Cancer risk independent of folic acid supplementation

By Lynda Williams, Senior medwireNews Reporter

Folic acid supplementation does not increase or decrease the risk for cancer, suggests research published in The Lancet.

The scientists collated data for 49,621 patients participating in 10 clinical trials of folic acid for the prevention of cardiovascular disease and three for the prevention of colorectal cancer in patients with adenomas.

Over an average of 5.2 years of supplementation, plasma concentrations of folic acid quadrupled in the patients given the vitamin versus those given placebo (57.3 vs 13.5 nmol/L), but there was no significant difference in the overall incidence of cancer excluding non-melanoma skin cancers (7.7 vs 7.3%, relative risk =1.06).
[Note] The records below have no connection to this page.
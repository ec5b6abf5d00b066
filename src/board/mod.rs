//! Board representation and game-state types.
//!
//! Contains the core data structures for the map, armies and stacks, cities,
//! sites, players, quests and the overall `World`.

pub mod city;
pub mod map;
pub mod player;
pub mod position;
pub mod quest;
pub mod site;
pub mod state;
pub mod unit;

pub use city::{City, CityId, Production, CITY_CAPACITY, CITY_OFFSETS, CITY_SIZE};
pub use map::Map;
pub use player::{Diplomacy, Player, PlayerId};
pub use position::{Position, Terrain};
pub use quest::{Quest, QuestKind, QuestStatus};
pub use site::{Reward, Ruin, Temple};
pub use state::{World, NEUTRAL};
pub use unit::{Army, ArmyId, Item, Stack, StackId, MAX_STACK_SIZE};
There was also no significant relationship between cancer incidence and duration of folic acid supplementation. Nor was there significant heterogeneity across the 13 trials or between the cardiovascular and colorectal adenoma studies, say Robert Clarke (University of Oxford, UK) and co-authors.
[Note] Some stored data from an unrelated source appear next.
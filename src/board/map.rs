//! Terrain grid and loot bags.

use std::collections::BTreeMap;

use super::position::{Position, Terrain};
use super::unit::Item;

/// The game map: a `width * height` grid of terrain plus items lying on tiles.
#[derive(Debug, Clone, PartialEq)]
pub struct Map {
    width: i32,
    height: i32,
    tiles: Vec<Terrain>,
    /// Dropped or placed items, keyed by tile.
    pub loot: BTreeMap<Position, Vec<Item>>,
}

impl Map {
    /// Creates a map filled with a single terrain type.
    pub fn filled(width: i32, height: i32, terrain: Terrain) -> Self {
        assert!(width > 0 && height > 0, "map dimensions must be positive");
        Map {
            width,
            height,
            tiles: vec![terrain; (width * height) as usize],
            loot: BTreeMap::new(),
        }
    }

    /// Builds a map from rows of terrain. All rows must have the same length.
    pub fn from_rows(rows: Vec<Vec<Terrain>>) -> Option<Self> {
        let height = rows.len();
        let width = rows.first()?.len();
        if width == 0 || rows.iter().any(|r| r.len() != width) {
            return None;
        }
        Some(Map {
            width: width as i32,
            height: height as i32,
            tiles: rows.into_iter().flatten().collect(),
            loot: BTreeMap::new(),
        })
    }

    pub fn width(&self) -> i32 {
        self.width
    }

    pub fn height(&self) -> i32 {
        self.height
    }

    pub fn contains(&self, pos: Position) -> bool {
        pos.x >= 0 && pos.y >= 0 && pos.x < self.width && pos.y < self.height
    }

    #[inline]
    fn index(&self, pos: Position) -> usize {
        (pos.y * self.width + pos.x) as usize
    }

    /// Returns the terrain at `pos`, or `None` outside the map.
    pub fn terrain(&self, pos: Position) -> Option<Terrain> {
        if self.contains(pos) {
            Some(self.tiles[self.index(pos)])
        } else {
            None
        }
    }

    pub fn set_terrain(&mut self, pos: Position, terrain: Terrain) {
        if self.contains(pos) {
            let idx = self.index(pos);
            self.tiles[idx] = terrain;
        }
    }

    pub fn is_water(&self, pos: Position) -> bool {
        self.terrain(pos) == Some(Terrain::Water)
    }

    /// Places an item on a tile.
    pub fn drop_item(&mut self, pos: Position, item: Item) {
        self.loot.entry(pos).or_default().push(item);
    }

    /// Removes and returns every item lying on `pos`.
    pub fn take_items(&mut self, pos: Position) -> Vec<Item> {
        self.loot.remove(&pos).unwrap_or_default()
    }

    /// Renders the terrain as scenario rows.
    pub fn to_rows(&self) -> Vec<String> {
        self.tiles
            .chunks(self.width as usize)
            .map(|row| row.iter().map(|t| t.map_char()).collect())
            .collect()
    }
}

#[cfg(test)]
mod tests {
    use super::*;

    #[test]
    fn filled_map_bounds() {
        let map = Map::filled(4, 3, Terrain::Grass);
        assert!(map.contains(Position::new(3, 2)));
        assert!(!map.contains(Position::new(4, 2)));
        assert!(!map.contains(Position::new(0, -1)));
        assert_eq!(map.terrain(Position::new(1, 1)), Some(Terrain::Grass));
        assert_eq!(map.terrain(Position::new(9, 9)), None);
    }

    #[test]
    fn from_rows_rejects_ragged_input() {
        let rows = vec![
            vec![Terrain::Grass, Terrain::Water],
            vec![Terrain::Grass],
        ];
        assert!(Map::from_rows(rows).is_none());
        assert!(Map::from_rows(Vec::new()).is_none());
    }

    #[test]
    fn rows_roundtrip_through_text() {
        let rows = vec![
            vec![Terrain::Grass, Terrain::Water, Terrain::Forest],
            vec![Terrain::Hills, Terrain::Swamp, Terrain::Mountains],
        ];
        let map = Map::from_rows(rows).unwrap();
        assert_eq!(map.to_rows(), vec![".~f".to_string(), "hsm".to_string()]);
        assert!(map.is_water(Position::new(1, 0)));
    }

    #[test]
    fn loot_is_taken_once() {
        let mut map = Map::filled(3, 3, Terrain::Grass);
        let pos = Position::new(1, 1);
        map.drop_item(pos, Item::new("Sword", 2));
        map.drop_item(pos, Item::new("Shield", 1));
        assert_eq!(map.take_items(pos).len(), 2);
        assert!(map.take_items(pos).is_empty());
    }
}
In addition, the team found no evidence for a link between folic acid supplementation and the risk for site-specific malignancy, such as cancers of the breast, prostate, lung, or large intestine.

Clarke et al comment: "The median daily dose of folic acid in the trials was 2.0 mg, which is greater than in most widely used vitamin supplements (0.1-0.8 mg) and an order of magnitude greater than the dose typically delivered by flour fortification programmes (0.1-0.4 mg)."

However, Joshua Miller (Rutgers University in New Brunswick, New Jersey, USA) and Cornelia Ulrich (Fred Hutchinson Cancer Research Center, Seattle, Washington, USA) write in an accompanying commentary that the findings should be "viewed with caution."

They note that the 6% increase in overall cancer risk and the 15% increase in prostate cancer risk were both close to statistical significance, and that although these risks are small, they could place individuals receiving excessive folic acid from use of both supplements and fortified foods at risk.

"The complexity of the biological relation between folate and cancer requires cautious interpretation," Miller and Ulrich conclude. "Additional epidemiological and statistical analyses are warranted to address population-based hypotheses that are consistent with our current understanding of the biochemistry and biology of folate and cancer."